*** Block opens ***
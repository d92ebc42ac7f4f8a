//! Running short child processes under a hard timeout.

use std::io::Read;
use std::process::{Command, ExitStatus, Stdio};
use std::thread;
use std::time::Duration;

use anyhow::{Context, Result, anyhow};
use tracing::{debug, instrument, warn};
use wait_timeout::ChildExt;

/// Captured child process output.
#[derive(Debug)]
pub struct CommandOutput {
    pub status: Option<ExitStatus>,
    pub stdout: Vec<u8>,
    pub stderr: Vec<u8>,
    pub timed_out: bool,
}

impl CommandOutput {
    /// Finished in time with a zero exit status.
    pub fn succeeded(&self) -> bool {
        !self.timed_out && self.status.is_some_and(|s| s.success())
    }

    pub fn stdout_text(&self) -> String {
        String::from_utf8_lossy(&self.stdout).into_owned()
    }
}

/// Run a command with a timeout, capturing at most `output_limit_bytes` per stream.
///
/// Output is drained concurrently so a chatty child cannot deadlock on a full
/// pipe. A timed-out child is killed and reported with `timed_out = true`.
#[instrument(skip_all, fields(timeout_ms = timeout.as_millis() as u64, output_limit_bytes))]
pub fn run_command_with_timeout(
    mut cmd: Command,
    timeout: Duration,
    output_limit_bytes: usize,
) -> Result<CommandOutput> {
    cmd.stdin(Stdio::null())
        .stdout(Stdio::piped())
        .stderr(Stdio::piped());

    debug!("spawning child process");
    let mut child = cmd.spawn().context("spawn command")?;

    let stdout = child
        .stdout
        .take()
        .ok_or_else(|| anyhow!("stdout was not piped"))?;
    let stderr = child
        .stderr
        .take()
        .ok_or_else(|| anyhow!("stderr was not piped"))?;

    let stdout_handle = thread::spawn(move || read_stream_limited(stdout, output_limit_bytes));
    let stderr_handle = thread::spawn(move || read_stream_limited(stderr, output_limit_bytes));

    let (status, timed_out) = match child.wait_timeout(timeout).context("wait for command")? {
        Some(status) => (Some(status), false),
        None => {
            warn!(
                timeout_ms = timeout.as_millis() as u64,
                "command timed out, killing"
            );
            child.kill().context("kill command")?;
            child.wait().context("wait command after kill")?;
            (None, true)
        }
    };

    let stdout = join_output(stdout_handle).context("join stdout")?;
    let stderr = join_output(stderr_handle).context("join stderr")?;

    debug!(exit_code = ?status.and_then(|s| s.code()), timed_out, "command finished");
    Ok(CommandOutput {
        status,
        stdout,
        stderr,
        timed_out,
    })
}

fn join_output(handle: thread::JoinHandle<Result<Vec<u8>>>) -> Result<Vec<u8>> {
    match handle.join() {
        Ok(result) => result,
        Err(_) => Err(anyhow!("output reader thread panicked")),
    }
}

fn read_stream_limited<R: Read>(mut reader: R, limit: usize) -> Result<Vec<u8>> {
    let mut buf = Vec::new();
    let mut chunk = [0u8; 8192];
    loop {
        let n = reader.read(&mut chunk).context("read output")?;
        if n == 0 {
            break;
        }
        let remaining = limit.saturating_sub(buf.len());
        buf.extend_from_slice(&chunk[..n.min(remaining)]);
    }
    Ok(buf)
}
*** Block closes ***
*** Block opens ***
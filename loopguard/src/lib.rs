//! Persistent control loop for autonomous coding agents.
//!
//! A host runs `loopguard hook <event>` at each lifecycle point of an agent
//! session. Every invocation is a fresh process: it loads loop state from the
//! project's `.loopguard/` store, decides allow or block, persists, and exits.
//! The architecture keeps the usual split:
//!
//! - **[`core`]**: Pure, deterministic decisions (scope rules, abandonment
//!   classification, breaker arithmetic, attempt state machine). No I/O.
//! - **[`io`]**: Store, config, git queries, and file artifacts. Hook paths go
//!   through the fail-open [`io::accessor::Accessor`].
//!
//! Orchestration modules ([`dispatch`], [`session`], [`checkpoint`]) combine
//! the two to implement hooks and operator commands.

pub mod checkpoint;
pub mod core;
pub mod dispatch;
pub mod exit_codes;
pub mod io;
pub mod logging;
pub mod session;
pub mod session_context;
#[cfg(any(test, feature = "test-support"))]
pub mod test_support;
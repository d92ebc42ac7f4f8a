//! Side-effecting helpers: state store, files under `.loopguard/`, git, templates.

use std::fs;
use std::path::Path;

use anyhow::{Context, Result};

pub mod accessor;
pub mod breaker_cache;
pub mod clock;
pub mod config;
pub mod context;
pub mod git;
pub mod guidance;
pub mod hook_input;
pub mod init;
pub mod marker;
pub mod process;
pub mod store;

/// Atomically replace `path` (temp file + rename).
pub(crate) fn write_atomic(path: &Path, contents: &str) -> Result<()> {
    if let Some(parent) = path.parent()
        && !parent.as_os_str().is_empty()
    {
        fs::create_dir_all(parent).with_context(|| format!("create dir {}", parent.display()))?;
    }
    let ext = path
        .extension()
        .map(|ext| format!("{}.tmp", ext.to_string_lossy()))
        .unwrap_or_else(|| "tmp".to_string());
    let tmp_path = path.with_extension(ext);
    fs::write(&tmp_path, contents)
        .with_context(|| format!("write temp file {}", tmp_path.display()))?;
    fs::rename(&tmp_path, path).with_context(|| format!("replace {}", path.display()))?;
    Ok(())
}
*** Block closes ***
*** Block opens ***
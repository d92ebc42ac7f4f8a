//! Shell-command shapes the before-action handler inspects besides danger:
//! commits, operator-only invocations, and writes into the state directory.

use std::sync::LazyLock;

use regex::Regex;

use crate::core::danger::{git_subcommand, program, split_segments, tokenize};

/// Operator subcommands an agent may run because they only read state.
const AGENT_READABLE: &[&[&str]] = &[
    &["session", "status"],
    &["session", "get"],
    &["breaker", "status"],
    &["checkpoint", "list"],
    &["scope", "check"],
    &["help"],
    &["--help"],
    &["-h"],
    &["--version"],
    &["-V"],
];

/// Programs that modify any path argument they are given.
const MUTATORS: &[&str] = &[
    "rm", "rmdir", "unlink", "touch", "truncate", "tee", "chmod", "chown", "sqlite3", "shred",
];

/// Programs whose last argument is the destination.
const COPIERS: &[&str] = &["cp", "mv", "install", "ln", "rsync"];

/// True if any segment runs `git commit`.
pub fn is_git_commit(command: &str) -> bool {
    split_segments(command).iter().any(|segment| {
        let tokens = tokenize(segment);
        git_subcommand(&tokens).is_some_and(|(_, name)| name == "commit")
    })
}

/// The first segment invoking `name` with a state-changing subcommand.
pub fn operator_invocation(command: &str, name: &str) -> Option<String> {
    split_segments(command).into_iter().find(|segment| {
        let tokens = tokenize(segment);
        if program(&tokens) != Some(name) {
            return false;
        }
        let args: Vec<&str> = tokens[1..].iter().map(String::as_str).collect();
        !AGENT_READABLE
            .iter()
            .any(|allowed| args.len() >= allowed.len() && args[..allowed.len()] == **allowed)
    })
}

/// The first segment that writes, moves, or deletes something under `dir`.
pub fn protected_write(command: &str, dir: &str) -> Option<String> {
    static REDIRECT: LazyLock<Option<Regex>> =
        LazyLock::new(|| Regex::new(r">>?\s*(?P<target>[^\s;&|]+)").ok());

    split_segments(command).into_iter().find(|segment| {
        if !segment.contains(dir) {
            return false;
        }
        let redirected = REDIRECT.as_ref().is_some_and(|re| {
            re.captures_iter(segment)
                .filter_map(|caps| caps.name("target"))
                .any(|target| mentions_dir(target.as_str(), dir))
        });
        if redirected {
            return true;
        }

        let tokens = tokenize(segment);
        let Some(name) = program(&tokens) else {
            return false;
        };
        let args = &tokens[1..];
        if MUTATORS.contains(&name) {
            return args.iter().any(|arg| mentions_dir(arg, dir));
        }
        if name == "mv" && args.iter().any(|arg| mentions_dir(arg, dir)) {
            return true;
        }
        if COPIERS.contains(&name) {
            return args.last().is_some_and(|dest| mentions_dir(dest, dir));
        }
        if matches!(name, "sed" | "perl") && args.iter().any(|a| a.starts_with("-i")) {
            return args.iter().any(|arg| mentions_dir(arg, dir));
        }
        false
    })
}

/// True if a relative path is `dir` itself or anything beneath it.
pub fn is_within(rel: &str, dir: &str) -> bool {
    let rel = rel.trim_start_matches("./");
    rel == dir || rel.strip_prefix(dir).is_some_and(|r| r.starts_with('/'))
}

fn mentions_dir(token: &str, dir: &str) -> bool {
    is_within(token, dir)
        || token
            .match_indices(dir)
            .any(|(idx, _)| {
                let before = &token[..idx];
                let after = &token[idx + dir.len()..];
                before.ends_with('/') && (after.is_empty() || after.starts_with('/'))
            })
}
*** Block closes ***
> Task requirements:
Find the lines above with the word "warn". Copy them out.

> Result of the task:
use tracing::{debug, instrument, warn};
            warn!(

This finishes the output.